Collected data
=== Begin Enclosure ===
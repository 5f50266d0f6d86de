//! Reorder buffer: messages received but not yet causally deliverable.
//!
//! Arrival order carries no meaning here. The buffer is an unordered set keyed
//! by message id; what leaves it, and when, is decided by the predicate the
//! delivery engine passes to [`ReorderBuffer::drain_deliverable`].

use crate::message::ChatMessage;
use crate::node::{MessageId, NodeId};
use std::collections::HashMap;
use std::time::{Duration, Instant};

#[derive(Debug, Clone)]
struct Pending {
    message: ChatMessage,
    buffered_at: Instant,
}

#[derive(Debug, Clone, Default)]
pub struct ReorderBuffer {
    pending: HashMap<MessageId, Pending>,
}

impl ReorderBuffer {
    pub fn new() -> Self {
        Self::default()
    }

    /// Buffer a message. Returns `false` if its id is already buffered.
    pub fn insert(&mut self, message: ChatMessage) -> bool {
        self.insert_at(message, Instant::now())
    }

    /// Buffer a message with an explicit arrival instant.
    pub fn insert_at(&mut self, message: ChatMessage, buffered_at: Instant) -> bool {
        let id = message.message_id();
        if self.pending.contains_key(&id) {
            return false;
        }
        self.pending.insert(
            id,
            Pending {
                message,
                buffered_at,
            },
        );
        true
    }

    /// One scan pass: remove and return every message `ready` accepts.
    ///
    /// The result is sorted by `(author, seq)` so that a pass is deterministic.
    pub fn drain_deliverable<F>(&mut self, mut ready: F) -> Vec<ChatMessage>
    where
        F: FnMut(&ChatMessage) -> bool,
    {
        let mut ids: Vec<MessageId> = self
            .pending
            .iter()
            .filter(|(_, p)| ready(&p.message))
            .map(|(id, _)| id.clone())
            .collect();
        ids.sort();

        ids.into_iter()
            .filter_map(|id| self.pending.remove(&id).map(|p| p.message))
            .collect()
    }

    pub fn remove(&mut self, id: &MessageId) -> Option<ChatMessage> {
        self.pending.remove(id).map(|p| p.message)
    }

    pub fn contains(&self, id: &MessageId) -> bool {
        self.pending.contains_key(id)
    }

    /// Whether any buffered message was written by `author`.
    pub fn holds_author(&self, author: &NodeId) -> bool {
        self.pending.keys().any(|id| &id.author == author)
    }

    pub fn len(&self) -> usize {
        self.pending.len()
    }

    pub fn is_empty(&self) -> bool {
        self.pending.is_empty()
    }

    /// Age of the longest-waiting entry.
    pub fn oldest_age(&self, now: Instant) -> Option<Duration> {
        self.pending
            .values()
            .map(|p| now.saturating_duration_since(p.buffered_at))
            .max()
    }

    /// Ids buffered for at least `threshold`, oldest first.
    pub fn stalled(&self, now: Instant, threshold: Duration) -> Vec<MessageId> {
        let mut stalled: Vec<(Instant, MessageId)> = self
            .pending
            .iter()
            .filter(|(_, p)| now.saturating_duration_since(p.buffered_at) >= threshold)
            .map(|(id, p)| (p.buffered_at, id.clone()))
            .collect();
        stalled.sort();
        stalled.into_iter().map(|(_, id)| id).collect()
    }

    pub fn iter(&self) -> impl Iterator<Item = &ChatMessage> {
        self.pending.values().map(|p| &p.message)
    }
}
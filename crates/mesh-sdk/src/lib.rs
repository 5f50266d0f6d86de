//! Mesh SDK - run causal group-chat nodes on tokio
//!
//! Each node is an actor task that owns a delivery engine and floods chat
//! records over whatever links its transport provides.
//!
//! # Quick Start
//!
//! ```rust
//! use mesh_sdk::quick::spawn_mesh;
//! use mesh_sdk::{NodeConfig, Topology};
//! use std::time::Duration;
//!
//! # tokio_test::block_on(async {
//! let mesh = spawn_mesh(&["alice", "bob", "carol"], &Topology::Line, NodeConfig::default()).unwrap();
//!
//! mesh.node(0).submit("anyone up for lunch?").await.unwrap();
//! mesh.node(2).wait_for_entries(1, Duration::from_secs(5)).await.unwrap();
//! assert_eq!(mesh.node(2).chat_log().position_of("anyone up for lunch?"), Some(0));
//!
//! mesh.shutdown().await.unwrap();
//! # });
//! ```
//!
//! # Architecture
//!
//! - [`network`] - link transport trait and the in-memory transport
//! - [`multiplexer`] - record encoding and fan-out over open links
//! - [`node`] - the node actor and its handle
//! - [`config`] - node configuration
//! - [`quick`] - in-memory mesh helpers
//! - [`error`] - error types

pub mod config;
pub mod error;
pub mod multiplexer;
pub mod network;
pub mod node;
pub mod quick;

pub use config::{NodeConfig, NodeConfigBuilder};
pub use error::{LinkError, Result, SdkError};
pub use multiplexer::LinkMultiplexer;
pub use network::{create_network, create_topology, LinkEvent, LinkId, LinkTransport, MemoryTransport};
pub use node::{ChatNode, NodeEvent, NodeReport};

pub use mesh_core::{ChatMessage, MessageId, NodeId, VectorClock, WireRecord};
pub use mesh_delivery::{BufferReport, ChatLog, EngineStats, Topology};

/// Prelude module for convenient imports.
pub mod prelude {
    pub use crate::config::{NodeConfig, NodeConfigBuilder};
    pub use crate::error::SdkError;
    pub use crate::network::{LinkTransport, MemoryTransport};
    pub use crate::node::{ChatNode, NodeEvent};
    pub use crate::quick::spawn_mesh;
}
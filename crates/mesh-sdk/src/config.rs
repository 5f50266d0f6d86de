//! Node configuration.

use crate::error::{Result, SdkError};
use mesh_core::NodeId;
use serde::{Deserialize, Serialize};
use std::path::Path;
use std::time::Duration;

/// Configuration for a [`crate::ChatNode`].
#[derive(Clone, Debug, PartialEq, Serialize, Deserialize)]
#[serde(default)]
pub struct NodeConfig {
    /// Identity stamped on messages. A fresh ULID when unset.
    pub node_id: Option<NodeId>,
    /// Capacity of the command mailbox.
    pub mailbox_capacity: usize,
    /// Capacity of the node event channel; slow subscribers lag past it.
    pub event_capacity: usize,
    /// Send the local clock on every newly opened link.
    pub send_causal_context: bool,
    /// Fold delivered ids into per-author watermarks after each delivery.
    pub compact_dedup: bool,
    /// Buffered age after which the node reports a stall.
    pub stall_threshold_ms: u64,
    /// How often the buffer age is checked.
    pub stall_check_interval_ms: u64,
}

impl Default for NodeConfig {
    fn default() -> Self {
        Self {
            node_id: None,
            mailbox_capacity: 64,
            event_capacity: 256,
            send_causal_context: true,
            compact_dedup: false,
            stall_threshold_ms: 30_000,
            stall_check_interval_ms: 5_000,
        }
    }
}

impl NodeConfig {
    /// Load a configuration from a JSON file. Missing fields take defaults.
    pub fn from_json_file(path: impl AsRef<Path>) -> Result<Self> {
        let path = path.as_ref();
        let text = std::fs::read_to_string(path)
            .map_err(|e| SdkError::InvalidConfig(format!("{}: {}", path.display(), e)))?;
        let config: NodeConfig = serde_json::from_str(&text)
            .map_err(|e| SdkError::InvalidConfig(format!("{}: {}", path.display(), e)))?;
        config.validate()?;
        Ok(config)
    }

    pub fn validate(&self) -> Result<()> {
        if self.mailbox_capacity == 0 {
            return Err(SdkError::InvalidConfig("mailbox_capacity must be positive".into()));
        }
        if self.event_capacity == 0 {
            return Err(SdkError::InvalidConfig("event_capacity must be positive".into()));
        }
        if self.stall_check_interval_ms == 0 {
            return Err(SdkError::InvalidConfig(
                "stall_check_interval_ms must be positive".into(),
            ));
        }
        if let Some(id) = &self.node_id {
            if id.as_str().is_empty() {
                return Err(SdkError::InvalidConfig("node_id must not be empty".into()));
            }
        }
        Ok(())
    }

    pub fn stall_threshold(&self) -> Duration {
        Duration::from_millis(self.stall_threshold_ms)
    }

    pub fn stall_check_interval(&self) -> Duration {
        Duration::from_millis(self.stall_check_interval_ms)
    }
}

/// Builder for node configuration.
pub struct NodeConfigBuilder {
    config: NodeConfig,
}

impl NodeConfigBuilder {
    pub fn new() -> Self {
        Self {
            config: NodeConfig::default(),
        }
    }

    pub fn node_id(mut self, id: impl Into<NodeId>) -> Self {
        self.config.node_id = Some(id.into());
        self
    }

    pub fn mailbox_capacity(mut self, capacity: usize) -> Self {
        self.config.mailbox_capacity = capacity;
        self
    }

    pub fn event_capacity(mut self, capacity: usize) -> Self {
        self.config.event_capacity = capacity;
        self
    }

    pub fn send_causal_context(mut self, enabled: bool) -> Self {
        self.config.send_causal_context = enabled;
        self
    }

    pub fn compact_dedup(mut self, enabled: bool) -> Self {
        self.config.compact_dedup = enabled;
        self
    }

    pub fn stall_threshold(mut self, ms: u64) -> Self {
        self.config.stall_threshold_ms = ms;
        self
    }

    pub fn stall_check_interval(mut self, ms: u64) -> Self {
        self.config.stall_check_interval_ms = ms;
        self
    }

    pub fn build(self) -> NodeConfig {
        self.config
    }
}

impl Default for NodeConfigBuilder {
    fn default() -> Self {
        Self::new()
    }
}
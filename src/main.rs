use stress_test::{stress_test_flood, stress_test_scaling, FloodSettings};
use tracing_subscriber::EnvFilter;

#[tokio::main]
async fn main() {
    tracing_subscriber::fmt()
        .with_env_filter(
            EnvFilter::try_from_default_env().unwrap_or_else(|_| EnvFilter::new("info")),
        )
        .init();

    println!("\n\n╔════════════════════════════════════════════════════════════╗");
    println!("║            ASYNC FLOOD STRESS TESTS                        ║");
    println!("╚════════════════════════════════════════════════════════════╝");

    let runs = [
        // Small ring with a couple of chords
        FloodSettings::new(4, 200, 2),
        // Same scale with dedup compaction
        FloodSettings::new(4, 200, 2).compacting(),
        // Medium mesh, many redundant paths
        FloodSettings::new(10, 500, 15),
        // Medium mesh with compaction
        FloodSettings::new(10, 500, 15).compacting(),
    ];

    for settings in runs {
        match stress_test_flood(settings).await {
            Ok(stats) => stats.print(),
            Err(e) => {
                eprintln!("✗ stress test failed: {}", e);
                std::process::exit(1);
            }
        }
    }

    println!("\n\n╔════════════════════════════════════════════════════════════╗");
    println!("║          SCALING ANALYSIS (flooded ring + chords)          ║");
    println!("╚════════════════════════════════════════════════════════════╝");
    if let Err(e) = stress_test_scaling(20, 4).await {
        eprintln!("✗ scaling analysis failed: {}", e);
        std::process::exit(1);
    }

    println!("\n✓ All stress tests completed successfully!");
}
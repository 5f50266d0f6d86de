//! Fan-out and fan-in of wire records over a set of links.

use crate::error::LinkError;
use crate::network::{LinkId, LinkTransport};
use mesh_core::WireRecord;
use std::collections::BTreeSet;
use std::sync::Arc;
use tracing::{debug, warn};

/// Tracks open links and moves encoded [`WireRecord`]s over them.
///
/// Sends are fire-and-forget: a failure on one link is logged and never
/// stops the record from reaching the others.
pub struct LinkMultiplexer<T: LinkTransport> {
    transport: Arc<T>,
    open: BTreeSet<LinkId>,
}

impl<T: LinkTransport> LinkMultiplexer<T> {
    pub fn new(transport: Arc<T>) -> Self {
        Self {
            transport,
            open: BTreeSet::new(),
        }
    }

    pub fn transport(&self) -> &Arc<T> {
        &self.transport
    }

    pub fn links(&self) -> impl Iterator<Item = &LinkId> {
        self.open.iter()
    }

    pub fn link_count(&self) -> usize {
        self.open.len()
    }

    pub fn is_open(&self, link: &LinkId) -> bool {
        self.open.contains(link)
    }

    /// Returns `false` if the link was already known.
    pub fn link_opened(&mut self, link: LinkId) -> bool {
        self.open.insert(link)
    }

    /// Returns `false` if the link was not open.
    pub fn link_closed(&mut self, link: &LinkId) -> bool {
        self.open.remove(link)
    }

    /// Record traffic from `link`, adopting it if it was never announced.
    ///
    /// Returns `true` when the link is new.
    pub fn note_inbound(&mut self, link: &LinkId) -> bool {
        if self.open.contains(link) {
            return false;
        }
        debug!(link = %link, "adopting link first seen through inbound traffic");
        self.open.insert(link.clone())
    }

    /// Decode a received frame. Malformed frames are logged and dropped.
    pub fn decode(&self, link: &LinkId, frame: &[u8]) -> Option<WireRecord> {
        match WireRecord::decode(frame) {
            Ok(record) => Some(record),
            Err(e) => {
                warn!(link = %link, bytes = frame.len(), error = %e, "dropping malformed record");
                None
            }
        }
    }

    /// Encode `record` and send it on one link.
    pub async fn send_to(&self, link: &LinkId, record: &WireRecord) -> Result<(), LinkError> {
        let frame = record.encode()?;
        self.transport.send_to(link, frame).await
    }

    /// Encode `record` once and send it on every open link except `exclude`.
    ///
    /// Returns the number of links the record was handed to.
    pub async fn broadcast(
        &self,
        record: &WireRecord,
        exclude: Option<&LinkId>,
    ) -> Result<usize, LinkError> {
        let frame = record.encode()?;
        let mut sent = 0;

        for link in self.open.iter().filter(|l| Some(*l) != exclude) {
            match self.transport.send_to(link, frame.clone()).await {
                Ok(()) => sent += 1,
                Err(e) => warn!(link = %link, error = %e, "send failed"),
            }
        }

        Ok(sent)
    }
}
=== End Enclosure ===
■ WHAT YOU NEED TO DO ■
Using the records above, pull out each line where the word "impl" occurs.

■ TASK RESPONSE ■
impl ReorderBuffer {
    pub fn iter(&self) -> impl Iterator<Item = &ChatMessage> {
impl Default for NodeConfig {
impl NodeConfig {
    pub fn from_json_file(path: impl AsRef<Path>) -> Result<Self> {
impl NodeConfigBuilder {
    pub fn node_id(mut self, id: impl Into<NodeId>) -> Self {
impl Default for NodeConfigBuilder {
impl<T: LinkTransport> LinkMultiplexer<T> {
    pub fn links(&self) -> impl Iterator<Item = &LinkId> {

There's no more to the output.